Chilean presidential candidate Beatriz Sanchez suggested swapping the nation’s unpopular public-private pension plan with a new social security system in a press conference Thursday.
A journalist representing the country’s Frente Amplio bloc, Sanchez has proposed a system that would collect funds from the state, employers, and employees before redistributing them from a common pot. This would end the current system, which sees Chileans put their savings into one of six private funds, known as AFPs, which manage $160 billion in assets. Her proposal would also allow for workers to invest in AFPs if they chose to. Minimum monthly checks would be linked to the country’s minimum wage, with a $4,100 cap. Employee contributions would also be lowered by 1% while employer contributions would increase by 5%.
“We need to ensure dignified pensions for Chile, and this requires structural, profound, and gradual changes,” Sanchez.
Introduced under Augusto Pinochet’s dictatorship in the 1980s, Chile’s privatized pension system was initially praised as an ideal model among economists. However, it has been under fire in recent years for various reasons, which include insufficient payouts. In a 2016 interview with the Financial Times, David Blake, pensions expert for the Cass Business School in London, said that the Chilean scheme seemed like a success in the beginning, but industry-extracted charges started to pull back the curtain.

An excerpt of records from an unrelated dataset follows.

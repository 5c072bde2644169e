//! Procedure declarations and frame layout.
//!
//! A procedure's frame is laid out as the header, its parameters, its
//! locals and finally the display block with one slot per enclosing level
//! plus its own:
//!
//! ```text
//! 0..7                    header (saved registers, level, return address)
//! 7..display_base         parameters, then locals
//! display_base..          display[0..=level]
//! frame_size              display_base + level + 1
//! ```

use snl_ast::ProcDecl;
use snl_core::{InternalError, SemanticError};
use tracing::debug;

use crate::scope::ClosedScope;
use crate::symbols::{ProcInfo, SymbolId, SymbolKind};

use super::{Analyzer, Result};

impl Analyzer {
    /// Analyze a procedure declaration, its nested procedures and its body.
    pub(super) fn process_procedure(&mut self, procedure: &ProcDecl<'_>) -> Result<()> {
        let id = self.process_header(procedure)?;
        self.process_body(id, procedure)
    }

    /// Declare the procedure in the enclosing scope, open its scope and
    /// declare the parameters.
    ///
    /// The procedure's scope stays open for [`Self::process_body`].
    fn process_header(&mut self, procedure: &ProcDecl<'_>) -> Result<SymbolId> {
        let level = self.scopes.level() + 1;
        let id = self.scopes.declare(
            &mut self.symbols,
            procedure.name.name,
            SymbolKind::Procedure(ProcInfo {
                level,
                params: Vec::new(),
                frame_size: 0,
                display_base: 0,
            }),
            procedure.name.span,
        )?;
        self.annotations.record_symbol(procedure.id, id);

        self.scopes.open_scope();
        for group in procedure.params {
            let ty = self.build_type(&group.ty)?;
            self.declare_parameters(group.names, group.mode, ty)?;
        }

        let params = self.scopes.capture_entries();
        self.proc_info_mut(id)?.params = params;
        Ok(id)
    }

    /// Process local declarations, freeze the frame layout, then analyze
    /// nested procedures and the body and close the scope.
    fn process_body(&mut self, id: SymbolId, procedure: &ProcDecl<'_>) -> Result<()> {
        let nested = self.process_declarations(procedure.decls)?;

        let level = self.scopes.level();
        let display_base = self.scopes.offset();
        let frame_size = display_base
            .checked_add(i64::from(level) + 1)
            .ok_or(SemanticError::StorageOverflow {
                span: procedure.name.span,
            })?;
        {
            let info = self.proc_info_mut(id)?;
            info.display_base = display_base;
            info.frame_size = frame_size;
        }
        debug!(
            procedure = procedure.name.name,
            level, display_base, frame_size, "procedure frame"
        );

        for inner in nested {
            self.process_procedure(inner)?;
        }
        self.analyze_block(procedure.body)?;

        let entries = self
            .scopes
            .close_scope()
            .ok_or_else(|| InternalError::MalformedTree {
                message: format!("scope of '{}' already closed", procedure.name.name),
                span: procedure.span,
            })?;
        self.closed.push(ClosedScope { level, entries });
        Ok(())
    }

    fn proc_info_mut(&mut self, id: SymbolId) -> Result<&mut ProcInfo> {
        let entry = self.symbols.get_mut(id);
        match &mut entry.kind {
            SymbolKind::Procedure(info) => Ok(info),
            _ => Err(InternalError::UnexpectedSymbol {
                name: entry.name.clone(),
                expected: "procedure",
            }
            .into()),
        }
    }
}

#[cfg(test)]
mod tests {
    use bumpalo::Bump;
    use snl_ast::AstBuilder;
    use snl_core::{CompileError, SemanticError};

    use crate::annotations::Analysis;
    use crate::symbols::AccessMode;

    use super::*;

    fn proc_info<'a>(analysis: &'a Analysis, name: &str) -> &'a ProcInfo {
        analysis
            .symbols
            .iter()
            .find(|(_, e)| e.name == name && e.as_proc().is_some())
            .and_then(|(_, e)| e.as_proc())
            .unwrap()
    }

    #[test]
    fn frame_without_room_for_its_display() {
        let arena = Bump::new();
        let b = AstBuilder::new(&arena);
        b.set_line(3);
        let program = b.program(
            "main",
            [b.procedure(
                "p",
                [],
                [b.vars([b.var_decl(&["t"], b.array(8, i64::MAX, b.integer()))])],
                [],
            )],
            [],
        );
        let err = Analyzer::new().analyze_program(&program).unwrap_err();
        assert_eq!(
            err,
            CompileError::Semantic(SemanticError::StorageOverflow {
                span: snl_core::Span::line(3)
            })
        );

        let program = b.program(
            "main",
            [b.vars([b.var_decl(&["t"], b.array(1, i64::MAX, b.integer()))])],
            [],
        );
        let err = Analyzer::new().analyze_program(&program).unwrap_err();
        assert!(matches!(
            err,
            CompileError::Semantic(SemanticError::StorageOverflow { .. })
        ));
    }

    #[test]
    fn frame_layout_of_level_one_procedure() {
        let arena = Bump::new();
        let b = AstBuilder::new(&arena);
        let program = b.program(
            "main",
            [b.procedure(
                "p",
                [b.value_param(&["a"], b.integer()), b.ref_param(&["r"], b.integer())],
                [b.vars([b.var_decl(&["t"], b.array(1, 3, b.integer()))])],
                [b.ret()],
            )],
            [b.call("p", [b.int(1), b.var("x")])],
        );
        let err = Analyzer::new().analyze_program(&program).unwrap_err();
        // `x` is not declared in main
        assert!(matches!(
            err,
            CompileError::Semantic(SemanticError::UndefinedIdentifier { .. })
        ));

        let program = b.program(
            "main",
            [b.procedure(
                "p",
                [b.value_param(&["a"], b.integer()), b.ref_param(&["r"], b.integer())],
                [b.vars([b.var_decl(&["t"], b.array(1, 3, b.integer()))])],
                [b.ret()],
            )],
            [],
        );
        let analysis = Analyzer::new().analyze_program(&program).unwrap();
        let info = proc_info(&analysis, "p");

        assert_eq!(info.level, 1);
        assert_eq!(info.params.len(), 2);
        // header 7, a at 7, r at 8, t at 9..12
        assert_eq!(info.display_base, 12);
        assert_eq!(info.frame_size, 14);

        let r = analysis.symbols.get(info.params[1]).as_var().unwrap();
        assert_eq!(r.access, AccessMode::Indirect);
        assert_eq!(r.offset, 8);
    }

    #[test]
    fn nested_frame_is_frozen_before_children() {
        let arena = Bump::new();
        let b = AstBuilder::new(&arena);
        let program = b.program(
            "main",
            [b.procedure(
                "outer",
                [],
                [
                    b.vars([b.var_decl(&["o"], b.integer())]),
                    b.procedure(
                        "inner",
                        [b.value_param(&["i"], b.integer())],
                        [],
                        [b.assign(b.var_ref("o"), b.var("i"))],
                    ),
                ],
                [b.call("inner", [b.var("o")])],
            )],
            [b.call("outer", [])],
        );

        let analysis = Analyzer::new().analyze_program(&program).unwrap();
        let outer = proc_info(&analysis, "outer");
        let inner = proc_info(&analysis, "inner");

        assert_eq!((outer.level, outer.display_base, outer.frame_size), (1, 8, 10));
        assert_eq!((inner.level, inner.display_base, inner.frame_size), (2, 8, 11));
    }

    #[test]
    fn declarations_after_procedure_are_malformed() {
        let arena = Bump::new();
        let b = AstBuilder::new(&arena);
        let program = b.program(
            "main",
            [
                b.procedure("p", [], [], []),
                b.vars([b.var_decl(&["late"], b.integer())]),
            ],
            [],
        );

        let err = Analyzer::new().analyze_program(&program).unwrap_err();
        assert!(matches!(
            err,
            CompileError::Internal(InternalError::MalformedTree { .. })
        ));
    }

    #[test]
    fn duplicate_parameter() {
        let arena = Bump::new();
        let b = AstBuilder::new(&arena);
        let program = b.program(
            "main",
            [b.procedure(
                "p",
                [b.value_param(&["a"], b.integer()), b.ref_param(&["a"], b.char())],
                [],
                [],
            )],
            [],
        );

        let err = Analyzer::new().analyze_program(&program).unwrap_err();
        assert!(matches!(
            err,
            CompileError::Semantic(SemanticError::DuplicateIdentifier { .. })
        ));
    }

    #[test]
    fn closed_scopes_are_logged_per_level() {
        let arena = Bump::new();
        let b = AstBuilder::new(&arena);
        let program = b.program(
            "main",
            [
                b.vars([b.var_decl(&["g"], b.integer())]),
                b.procedure(
                    "p",
                    [],
                    [b.procedure("q", [], [], [])],
                    [],
                ),
            ],
            [],
        );

        let analysis = Analyzer::new().analyze_program(&program).unwrap();
        let levels: Vec<u32> = analysis.closed_scopes.iter().map(|s| s.level).collect();
        assert_eq!(levels, [2, 1, 0]);
        // main scope holds g and p
        assert_eq!(analysis.closed_scopes[2].entries.len(), 2);
    }
}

Blake also warned that the system’s failure could trigger a global collapse, saying that the World Bank was “terrified that the Chilean model will fail.”
Earlier this month, Chile President Michelle Bachelet sent a bill to Congress that would increase pension payroll contributions by 5%, boosting them to 15%, with employees paying for the spike. Due to her coalition’s extreme division in recent months, it’s unclear as to whether the bill will pass before March 2018, when Bachelet’s term ends.
Sanchez’ competitors, former President Sebastian Pinera and Alejandro Guillier, have also proposed changes to the pension system. Pinera’s are considered more modest, while Guillier’s concept mirrors Bachelet’s.